How the political rhetoric reads in rural America


Now that the information fetish is all about, with every air wave trying to cram its media-mad political lies, and oh yes, promises through, perhaps we could look through one last-minute message in the bottle from this rural quarter, which is now, safely far from the current campaign.
I’m not calling it an election, yet. But I’m keeping my fingers crossed. Depending on what happens between now and when (and if) they actually give the votes a proper count, I’d say at this point that many people are predicting Barack Obama will win, based on the polls.
The whole nation is more or less a 50-50 split between the urban coastal zones of the free-flowing, electrified, amped-up monoculture of the cities and the hunkered-down dream towns amid the moms and pops and Plumber Joes of rural and suburban America.
But it’s really not a fair game.
Under such conditions, it appears to be safe to say that he who rules the boundary-bending technology, and the grass roots networking, forces unleashed for many months in ports now both cyber and dirt-real, will manage to change society.
This will be done by filling every port of information across the land via internet, TV and so on, creating a marvel of saturation not seen before, transcending even those same 50-50 boundaries of metropolis and yes, the fabled “Green Acres” of rural America, making the mindset sufficiently the same to do at least one final desperate progressive thing right.
That we still have shreds of the country left is, yes, I suppose, just another cause for celebration. Almost. Though nothing has been harder than trying to see some pattern that might follow after these elections, a drifting kind of wrecked ship is all I can conjure up to this point. A wounded cruiser with its guns still blazing into the fog of war, wastefully firing on an enemy as invisible as the word, “terrorism.”
But after eight years of Bush, while living in that same rural America of “Green Acres” fame, as far away from it all as the Shire, I can only unfortunately count the collateral damage in terms of personal calamities. In fact, I think, based on this input, it’s safe to say the extended wavelengths of pain have been getting wider within the years, then months, then final days, then hours, since George Bush's rule.
The wavelengths of pain have been extending outward, ever since. Same for the general death count, per capita, globally.
And the election? That somebody, anybody, nobody even, would want to man the throne for a critically wounded empire capable of finding a second wind, is reason enough to celebrate.
But there’s not much more caution in the winds, either way.
The the late-campaign anger and resentment of teaming millions who lost an emotionally charged election working as the main sword of the John McCain campaign, with Sarah Palin out there whipping up the primal instincts of the worst, those prone to believe in dirty, unsophisticated cheap shots, one can only shudder at the antipathies being wrought in rural America should Obama win, again. One shudders at what the outcome will be ... after the election.

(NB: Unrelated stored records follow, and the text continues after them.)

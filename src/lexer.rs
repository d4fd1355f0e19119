use std::collections::VecDeque;
use std::str::SplitWhitespace;

use crate::ast::{BinOp, Token, TokenKind};
use crate::error::ParseError;
use crate::operand::classify;

/// One whitespace-delimited word of the input.
///
/// A bracket written directly against an operand, as in `(2` or `a/b/c/d)`,
/// is split off for classification. At most one leading `(` and one trailing
/// `)` are split off, and only while more than one character remains.
#[derive(Debug, Clone, Copy, PartialEq, Eq)]
pub struct Word<'a> {
    /// The word exactly as written
    pub text: &'a str,
    /// The word without its attached brackets
    pub body: &'a str,
    pub leading_paren: bool,
    pub trailing_paren: bool,
}

impl<'a> Word<'a> {
    pub fn new(text: &'a str) -> Self {
        let mut body = text;

        let leading_paren = body.len() > 1 && body.starts_with('(');
        if leading_paren {
            body = &body[1..];
        }

        let trailing_paren = body.len() > 1 && body.ends_with(')');
        if trailing_paren {
            body = &body[..body.len() - 1];
        }

        Word {
            text,
            body,
            leading_paren,
            trailing_paren,
        }
    }

    /// Category of the body, `None` if it matches nothing.
    pub fn kind(&self) -> Option<TokenKind> {
        classify(self.body)
    }

    /// The token for the body alone.
    pub fn body_token(&self) -> Result<Token, ParseError> {
        let token = match self.kind() {
            Some(TokenKind::Number) => Token::Number(self.body.to_string()),
            Some(TokenKind::Attribute) => Token::Attribute(self.body.to_string()),
            Some(TokenKind::Operator) => match BinOp::from_symbol(self.body) {
                Some(op) => Token::Operator(op),
                None => return Err(self.malformed()),
            },
            Some(TokenKind::LParen) => Token::LParen,
            Some(TokenKind::RParen) => Token::RParen,
            None => return Err(self.malformed()),
        };
        Ok(token)
    }

    fn malformed(&self) -> ParseError {
        ParseError::MalformedToken(self.text.to_string())
    }
}

/// Split an expression into words.
pub fn words(input: &str) -> impl Iterator<Item = Word<'_>> {
    input.split_whitespace().map(Word::new)
}

/// Turns an expression into a flat token stream, with attached brackets
/// emitted as tokens of their own.
pub struct Lexer<'a> {
    words: SplitWhitespace<'a>,
    pending: VecDeque<Token>,
}

impl<'a> Lexer<'a> {
    pub fn new(input: &'a str) -> Self {
        Lexer {
            words: input.split_whitespace(),
            pending: VecDeque::new(),
        }
    }

    /// Next token, or [`Token::Eof`] once the input is exhausted.
    pub fn next_token(&mut self) -> Result<Token, ParseError> {
        if let Some(token) = self.pending.pop_front() {
            return Ok(token);
        }

        let Some(text) = self.words.next() else {
            return Ok(Token::Eof);
        };

        let word = Word::new(text);
        let body = word.body_token()?;

        if word.leading_paren {
            self.pending.push_back(body);
            if word.trailing_paren {
                self.pending.push_back(Token::RParen);
            }
            return Ok(Token::LParen);
        }

        if word.trailing_paren {
            self.pending.push_back(Token::RParen);
        }
        Ok(body)
    }

    /// Collect every token up to, but not including, [`Token::Eof`].
    pub fn tokenize(mut self) -> Result<Vec<Token>, ParseError> {
        let mut tokens = Vec::new();
        loop {
            match self.next_token()? {
                Token::Eof => return Ok(tokens),
                token => tokens.push(token),
            }
        }
    }
}
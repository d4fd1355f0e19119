//! Syntax validation that runs before any tree is built.
//!
//! Two passes: a token pass checking that every word is legal and that
//! operands and operators alternate, then a bracket pass over the raw text.

use crate::ast::TokenKind;
use crate::error::ParseError;
use crate::lexer::words;

/// Validate an expression.
///
/// The token pass runs first and a malformed token is reported as soon as it
/// is seen. When the token pass fails on operand/operator ordering, the
/// bracket pass still runs and an unbalanced bracket is reported instead.
pub fn validate(input: &str) -> Result<(), ParseError> {
    match check_tokens(input) {
        Ok(()) => check_brackets(input),
        Err(err) if err.is_alternation_error() => {
            check_brackets(input)?;
            Err(err)
        }
        Err(err) => Err(err),
    }
}

/// Token legality, operand/operator alternation and trailing-operator check.
pub fn check_tokens(input: &str) -> Result<(), ParseError> {
    let mut expect_operand = true;
    let mut last = None;

    for word in words(input) {
        let kind = word
            .kind()
            .ok_or_else(|| ParseError::MalformedToken(word.text.to_string()))?;

        match kind {
            k if k.is_operand() && !expect_operand => {
                return Err(ParseError::UnexpectedOperand(word.text.to_string()));
            }
            TokenKind::Operator if expect_operand => {
                return Err(ParseError::UnexpectedOperator(word.text.to_string()));
            }
            TokenKind::LParen => expect_operand = true,
            TokenKind::RParen => expect_operand = false,
            _ => expect_operand = !expect_operand,
        }

        last = Some((word, kind));
    }

    match last {
        None => Err(ParseError::EmptyExpression),
        Some((word, TokenKind::Operator)) => {
            Err(ParseError::TrailingOperator(word.text.to_string()))
        }
        Some(_) => Ok(()),
    }
}

/// Bracket balance and order.
///
/// Repeatedly pairs the first remaining `(` with the first remaining `)` and
/// removes both. Positions in errors are character offsets into `input`.
pub fn check_brackets(input: &str) -> Result<(), ParseError> {
    let mut brackets: Vec<(usize, char)> = input
        .chars()
        .enumerate()
        .filter(|&(_, c)| c == '(' || c == ')')
        .collect();

    loop {
        let open = brackets.iter().position(|&(_, c)| c == '(');
        let close = brackets.iter().position(|&(_, c)| c == ')');

        match (open, close) {
            (None, None) => return Ok(()),
            (Some(open), None) => return Err(ParseError::UnbalancedOpen(brackets[open].0)),
            (None, Some(close)) => return Err(ParseError::UnbalancedClose(brackets[close].0)),
            (Some(open), Some(close)) if close < open => {
                return Err(ParseError::UnbalancedClose(brackets[close].0));
            }
            (Some(open), Some(close)) => {
                // close > open, so removing close first keeps open's index valid
                brackets.remove(close);
                brackets.remove(open);
            }
        }
    }
}
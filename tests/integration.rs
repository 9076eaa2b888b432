use std::fs;
use std::path::{Path, PathBuf};
use std::process::Command;
use tempfile::TempDir;

fn crawlrag_binary() -> PathBuf {
    let mut path = std::env::current_exe().unwrap();
    path.pop(); // remove test binary name
    path.pop(); // remove deps/
    path.push("crawlrag");
    path
}

fn setup_test_env() -> (TempDir, PathBuf) {
    let tmp = TempDir::new().unwrap();
    let root = tmp.path().to_path_buf();

    let config_dir = root.join("config");
    fs::create_dir_all(&config_dir).unwrap();

    let config_content = format!(
        r#"[db]
path = "{}/crawlrag.sqlite"

[chunking]
max_tokens = 500

[retrieval]
default_match_count = 5
candidate_buffer = 20
default_max_content_length = 1000
default_max_response_tokens = 20000
min_query_length = 1

[embedding]
provider = "disabled"

[llm]
provider = "disabled"

[graph]
enabled = false

[features]
use_hybrid_search = true

[server]
bind = "127.0.0.1:8051"
"#,
        root.display()
    );

    let config_path = config_dir.join("crawlrag.toml");
    fs::write(&config_path, config_content).unwrap();

    (tmp, config_path)
}

fn run_crawlrag(config_path: &Path, args: &[&str]) -> (String, String, bool) {
    let binary = crawlrag_binary();
    let output = Command::new(&binary)
        .arg("--config")
        .arg(config_path.to_str().unwrap())
        .args(args)
        .output()
        .unwrap_or_else(|e| panic!("Failed to run crawlrag binary at {:?}: {}", binary, e));

    let stdout = String::from_utf8_lossy(&output.stdout).to_string();
    let stderr = String::from_utf8_lossy(&output.stderr).to_string();
    let success = output.status.success();
    (stdout, stderr, success)
}

#[test]
fn init_creates_vector_store() {
    let (tmp, config_path) = setup_test_env();

    let (stdout, stderr, success) = run_crawlrag(&config_path, &["init"]);
    assert!(success, "init failed: stdout={}, stderr={}", stdout, stderr);
    assert!(stdout.contains("initialized"));
    assert!(tmp.path().join("crawlrag.sqlite").exists());
}

#[test]
fn init_is_idempotent() {
    let (_tmp, config_path) = setup_test_env();

    let (_, stderr1, success1) = run_crawlrag(&config_path, &["init"]);
    assert!(success1, "first init failed: {}", stderr1);

    let (_, stderr2, success2) = run_crawlrag(&config_path, &["init"]);
    assert!(success2, "second init failed (not idempotent): {}", stderr2);
}

#[test]
fn sources_empty_before_any_crawl() {
    let (_tmp, config_path) = setup_test_env();

    run_crawlrag(&config_path, &["init"]);
    let (stdout, _, success) = run_crawlrag(&config_path, &["sources"]);
    assert!(success);
    assert!(stdout.contains("\"sources\""));
}

#[test]
fn rag_query_against_empty_store_succeeds_with_no_matches() {
    let (_tmp, config_path) = setup_test_env();

    run_crawlrag(&config_path, &["init"]);
    let (stdout, stderr, success) = run_crawlrag(&config_path, &["query", "rag", "what is rust"]);
    assert!(success, "query failed: stdout={}, stderr={}", stdout, stderr);
    assert!(stdout.contains("\"success\": true"));
    assert!(stdout.contains("\"results\": []") || stdout.contains("\"count\": 0"));
}

#[test]
fn rag_query_rejects_blank_query() {
    let (_tmp, config_path) = setup_test_env();

    run_crawlrag(&config_path, &["init"]);
    let (stdout, _, success) = run_crawlrag(&config_path, &["query", "rag", "   "]);
    assert!(success, "the CLI should still exit 0 and report an in-band failure");
    assert!(stdout.contains("\"success\": false"));
}

#[test]
fn crawl_single_rejects_unsafe_url() {
    let (_tmp, config_path) = setup_test_env();

    run_crawlrag(&config_path, &["init"]);
    let (_, stderr, success) = run_crawlrag(&config_path, &["crawl", "single", "javascript:alert(1)"]);
    assert!(!success, "unsafe scheme should be rejected before any fetch is attempted");
    assert!(stderr.contains("safety validation"));
}

#[test]
fn crawl_smart_rejects_out_of_range_depth() {
    let (_tmp, config_path) = setup_test_env();

    run_crawlrag(&config_path, &["init"]);
    let (_, stderr, success) = run_crawlrag(
        &config_path,
        &["crawl", "smart", "https://example.com", "--max-depth", "99"],
    );
    assert!(!success, "max_depth outside 1..=10 should be rejected");
    assert!(stderr.contains("max_depth"));
}

#[test]
fn graph_tools_error_when_graph_store_disabled() {
    let (_tmp, config_path) = setup_test_env();

    run_crawlrag(&config_path, &["init"]);
    let (_, stderr, success) = run_crawlrag(&config_path, &["graph", "entity", "Rust"]);
    assert!(!success, "graph subcommands should fail when [graph].enabled = false");
    assert!(stderr.contains("graph store is not configured"));
}

#[test]
fn graph_extraction_crawl_errors_without_graph_store() {
    let (_tmp, config_path) = setup_test_env();

    run_crawlrag(&config_path, &["init"]);
    let (_, stderr, success) = run_crawlrag(
        &config_path,
        &["crawl", "graph-extraction", "https://example.com/docs"],
    );
    assert!(!success);
    assert!(stderr.contains("graph store is not configured"));
}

No doubt, Palin stirred it up four years ago for a unique new cultural junction speaking from somewhere out in the Searchlight deserts of Nevada to the post-mod cobalt red distortions of the late-American KKK, just now retreating from its bridge to nowhere, Occupied into the dustbins of history, all hummed up to the surface after many years of practice on World of Warcraft. One might imagine the ugly bits, the eddies of angst, that are now set spinning from the sidelines of the fringe, from the sawed-off mountain folk types out in the crowd. From pissed off people calling for blood.

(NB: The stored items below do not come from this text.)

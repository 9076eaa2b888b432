//! # crawl-rag
//!
//! A web-crawling retrieval service: crawl strategies feed a chunk/embed/
//! store pipeline with deduplication and contextual embedding, backed by a
//! dual store — SQLite for chunk/code vectors and keyword search, Neo4j for
//! the entity/relationship graph — queried through hybrid search, reranking,
//! and size-bounded pagination.
//!
//! ## Architecture
//!
//! ```text
//! crawl (C9/C10) -> chunk/embed/store (C2-C6) -> vector_store + graph_store
//!                                                        |
//!                                   retrieval (C13) <----+
//!                                        |
//!                               CLI (ctx) / HTTP (server)
//! ```
//!
//! ## Modules
//!
//! - [`config`] — TOML configuration parsing and validation
//! - [`models`] — Core data types: `Source`, `CrawledPage`, `DocumentChunk`, `CodeExample`, graph entities
//! - [`crawl`] — Fetching ([`crawl::fetch`]), strategies ([`crawl::strategy`]), orchestration ([`crawl::orchestrator`])
//! - [`chunk`] — Paragraph-boundary text chunker
//! - [`code_extract`] — Fenced code block extraction for `search_code_examples`
//! - [`embedding`] — Embedding provider trait and OpenAI/Ollama/local implementations
//! - [`entity_extract`] — LLM-driven entity/relationship extraction for the graph store
//! - [`llm`] — Summarization, contextual chunk prefixes, and `graphrag_query` answer synthesis
//! - [`rerank`] — Cross-encoder reranking
//! - [`size_manager`] — Response-size budgeting and content truncation
//! - [`vector_store`] — SQLite-backed chunk/code vector and keyword store
//! - [`graph_store`] — Neo4j-backed entity/relationship graph store
//! - [`retrieval`] — `perform_rag_query` / `search_code_examples` / `graphrag_query`
//! - [`sources`] — `get_available_sources`
//! - [`validate`] — Input validation and URL classification
//! - [`error`] — Shared error taxonomy
//! - [`migrate`] — SQLite schema migrations
//! - [`server`] — HTTP control plane (Axum)

pub mod chunk;
pub mod code_extract;
pub mod config;
pub mod crawl;
mod db;
pub mod embedding;
pub mod entity_extract;
pub mod error;
pub mod graph_store;
pub mod llm;
pub mod migrate;
pub mod models;
pub mod rerank;
pub mod retrieval;
pub mod server;
pub mod size_manager;
pub mod sources;
pub mod validate;
pub mod vector_store;
//! Core data models used throughout crawl-rag.
//!
//! These types represent the sources, crawled pages, chunks, code examples,
//! and graph entities/relationships that flow through the ingestion and
//! retrieval pipeline.

/// A chunk of a document's body text, identity-stamped with a UUID and a
/// content hash for staleness detection.
#[derive(Debug, Clone)]
pub struct Chunk {
    pub id: String,
    pub document_id: String,
    pub chunk_index: i64,
    pub text: String,
    pub hash: String,
}

/// A crawled authority/host, tracked independently of any single page.
#[derive(Debug, Clone, serde::Serialize)]
pub struct Source {
    pub source_id: String,
    pub summary: Option<String>,
    pub total_word_count: i64,
    pub first_crawled_at: i64,
    pub last_crawled_at: i64,
}

/// A single crawled page, chunked into [`DocumentChunk`] rows.
#[derive(Debug, Clone)]
pub struct CrawledPage {
    pub id: String,
    pub source_id: String,
    pub url: String,
    pub title: Option<String>,
    pub crawled_at: i64,
}

/// A chunk of a [`CrawledPage`], embedded and stored in the vector store.
#[derive(Debug, Clone, serde::Serialize)]
pub struct DocumentChunk {
    pub id: String,
    pub document_id: String,
    pub url: String,
    pub source_id: String,
    pub chunk_index: i64,
    pub text: String,
    pub metadata_json: String,
}

/// An extracted code example, embedded separately from its surrounding
/// document chunks. `(url, chunk_index)` is unique, in a namespace separate
/// from [`DocumentChunk`]'s.
#[derive(Debug, Clone, serde::Serialize)]
pub struct CodeExample {
    pub id: String,
    pub document_id: String,
    pub url: String,
    pub source_id: String,
    pub chunk_index: i64,
    pub language: Option<String>,
    pub code: String,
    pub summary: String,
}

/// One of the six canonical knowledge-graph entity labels. Unrecognized
/// type strings from an extractor are resolved against this set via
/// [`crate::graph_store::resolve_entity_label`] before storage.
pub const ENTITY_LABELS: &[&str] = &[
    "Concept",
    "Technology",
    "Configuration",
    "Person",
    "Organization",
    "Product",
];

/// A node in the knowledge graph: an entity of one of the six canonical
/// types, with a mention count accumulated from the document it was
/// extracted from.
#[derive(Debug, Clone, PartialEq, serde::Serialize)]
pub struct GraphEntity {
    pub name: String,
    pub entity_type: String,
    pub description: String,
    /// Number of times this entity was mentioned in the document it was
    /// extracted from (before cross-document accumulation in the graph).
    pub mentions: i64,
}

/// A directed, typed relationship edge between two entities. `relationship_type`
/// is normalized against the closed label set in [`crate::graph_store`]
/// before storage; unrecognized labels collapse to `RELATED_TO`.
#[derive(Debug, Clone, PartialEq, serde::Serialize)]
pub struct GraphRelationship {
    pub from_entity: String,
    pub to_entity: String,
    pub relationship_type: String,
    pub description: String,
    /// Confidence the extractor assigned to this relationship, in `[0, 1]`.
    pub confidence: f64,
}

If you remember the Clinton years, there’s nothing like a Democratic presidency to stir up the home-grown reactionaries and yes, terrorists, the Timothy McVeigh types, those Monty Pylons and other sub-patriotic posses forming in the hinterlands of the West.
There’s a seething misanthropy out in the boonies, indeed, and they just may be waiting to erupt.

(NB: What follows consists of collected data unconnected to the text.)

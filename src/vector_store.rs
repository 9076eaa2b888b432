//! Vector store gateway: the sole owner of the SQLite connection used for
//! document chunks, code examples, and per-source bookkeeping.
//!
//! Write paths (`replace_documents`, `replace_code_examples`) are
//! delete-then-insert per URL: every re-crawl of a page fully replaces its
//! prior chunks/code examples rather than trying to diff them. Read paths
//! (`search_documents`, `search_code_examples`, `keyword_documents`,
//! `keyword_code_examples`) return raw candidates; the promotion-based
//! merge across keyword and vector results lives one layer up, in
//! `retrieval.rs`, so this module stays a plain store.

use anyhow::Result;
use serde_json::{json, Value};
use sqlx::{Row, SqlitePool};

use crate::config::Config;
use crate::db;
use crate::embedding::{self, EmbeddingProvider};
use crate::llm;
use crate::models::{CodeExample, CrawledPage, DocumentChunk, Source};

pub struct VectorStore {
    pool: SqlitePool,
}

/// A scored candidate chunk returned from either the keyword or vector
/// search path, prior to the promotion merge.
#[derive(Debug, Clone)]
pub struct ChunkCandidate {
    pub chunk: DocumentChunk,
    pub raw_score: f64,
}

/// A scored candidate code example, symmetric to [`ChunkCandidate`].
#[derive(Debug, Clone)]
pub struct CodeCandidate {
    pub example: CodeExample,
    pub raw_score: f64,
}
//! `get_available_sources` tool: lists every `Source` row the vector store
//! has accumulated, for a client to discover what `source_filter` values
//! are valid before issuing a retrieval query.

use serde_json::{json, Value};

use crate::vector_store::VectorStore;

/// Fetch all known sources and wrap them in the standard response envelope.
pub async fn get_available_sources(vector_store: &VectorStore) -> Value {
    match vector_store.get_sources().await {
        Ok(sources) => json!({
            "success": true,
            "count": sources.len(),
            "sources": sources,
        }),
        Err(e) => json!({
            "success": false,
            "error": format!("failed to list sources: {e}"),
        }),
    }
}
impl MemoryMonitor {
    pub fn new(threshold_mb: u64) -> Self {
        Self {
            threshold_mb,
            sys: System::new(),
            samples_mb: Vec::new(),
            throttle_count: 0,
        }
    }

    /// Sample resident memory for the current process and return the
    /// concurrency to use for the next batch: unchanged if under the
    /// threshold, halved (never below 1) otherwise.
    pub fn sample_and_throttle(&mut self, current_concurrency: usize) -> usize {
        self.sys.refresh_memory();
        let pid = sysinfo::get_current_pid().ok();
        let used_mb = pid
            .and_then(|p| {
                self.sys.refresh_process(p);
                self.sys.process(p).map(|proc| proc.memory() / (1024 * 1024))
            })
            .unwrap_or_else(|| self.sys.used_memory() / (1024 * 1024));

        self.samples_mb.push(used_mb);

        if used_mb > self.threshold_mb && current_concurrency > 1 {
            self.throttle_count += 1;
            (current_concurrency / 2).max(1)
        } else {
            current_concurrency
        }
    }

    pub fn report(&self) -> MemoryReport {
        let peak_mb = self.samples_mb.iter().copied().max().unwrap_or(0);
        let mean_mb = if self.samples_mb.is_empty() {
            0
        } else {
            self.samples_mb.iter().sum::<u64>() / self.samples_mb.len() as u64
        };
        MemoryReport {
            peak_mb,
            mean_mb,
            throttle_count: self.throttle_count,
        }
    }
}

#[derive(Debug, Clone, Serialize)]
pub struct MemoryReport {
    pub peak_mb: u64,
    pub mean_mb: u64,
    pub throttle_count: u32,
}

/// Per-URL-type content profile used by multi-URL config (C10): a CSS
/// selector hint (carried for a future DOM-capable fetcher; the current
/// `HttpFetcher` has no DOM to select against) and a minimum word count
/// below which the page is treated as too thin to be worth storing.
#[derive(Debug, Clone)]
pub struct UrlTypeProfile {
    pub css_selector: Option<&'static str>,
    pub min_word_count: usize,
}

/// Classify a URL by substring into documentation/article/general, per
/// spec.md §4.10.
pub fn classify_url_type(url: &str) -> &'static str {
    let lower = url.to_lowercase();
    const DOC_MARKERS: &[&str] = &["docs", "documentation", "api", "reference", "guide"];
    const ARTICLE_MARKERS: &[&str] = &["news", "blog", "article", "post"];

    if DOC_MARKERS.iter().any(|m| lower.contains(m)) {
        "documentation"
    } else if ARTICLE_MARKERS.iter().any(|m| lower.contains(m)) {
        "article"
    } else {
        "general"
    }
}

pub fn profile_for(url_type: &str) -> UrlTypeProfile {
    match url_type {
        "documentation" => UrlTypeProfile {
            css_selector: Some("main, article, .content, #content"),
            min_word_count: 20,
        },
        "article" => UrlTypeProfile {
            css_selector: Some("article, .post-content"),
            min_word_count: 100,
        },
        _ => UrlTypeProfile {
            css_selector: None,
            min_word_count: 10,
        },
    }
}

/// Options controlling how much of the ingest pipeline runs for a crawl
/// request: chunk size, whether code examples are extracted (C3/C5,
/// gated by `USE_AGENTIC_RAG`), and whether entities/relationships are
/// extracted into the graph store (C8/C7, gated by `USE_KNOWLEDGE_GRAPH`).
#[derive(Debug, Clone)]
pub struct IngestOptions {
    pub chunk_size: usize,
    pub use_contextual_embeddings: bool,
    pub extract_code: bool,
    pub extract_graph: bool,
}

/// Aggregate counters returned to every crawl tool, per spec.md §4.10's
/// "final aggregate per request" contract.
#[derive(Debug, Clone, Default, Serialize)]
pub struct IngestSummary {
    pub pages_crawled: usize,
    pub chunks_stored: usize,
    pub code_examples_stored: usize,
    pub sources_updated: usize,
    pub entities_stored: usize,
    pub relationships_stored: usize,
    pub failed_urls: Vec<String>,
}

impl std::ops::AddAssign for IngestSummary {
    fn add_assign(&mut self, other: Self) {
        self.pages_crawled += other.pages_crawled;
        self.chunks_stored += other.chunks_stored;
        self.code_examples_stored += other.code_examples_stored;
        self.sources_updated += other.sources_updated;
        self.entities_stored += other.entities_stored;
        self.relationships_stored += other.relationships_stored;
        self.failed_urls.extend(other.failed_urls);
    }
}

That Obama made some references, much ado made of it during the Democratic primaries, about rural residents, in their anger over how poorly the overgrown cities are managing things, especially from Washington D.C., only to turn to religion and guns, might make more sense than we know right now.
Is it better to have a global reformer like Obama in office?
Let’s just hope the idealist, the great communicator in this scenario, points people toward liberty’s light within these shores, not just abroad, because the divisions of rural America, that xenophobic place where the wider world is ever more bizarre, and threatening, can hardly bear to withstand the disappointment.
Since that’s how these things really get started … in the provinces and out lands of the dispossessed. You know, when expectations, once raised, are dashed for one final time, where the dissenters voted for “change” but only get more “chains,” and “revolution” is the name of that thing.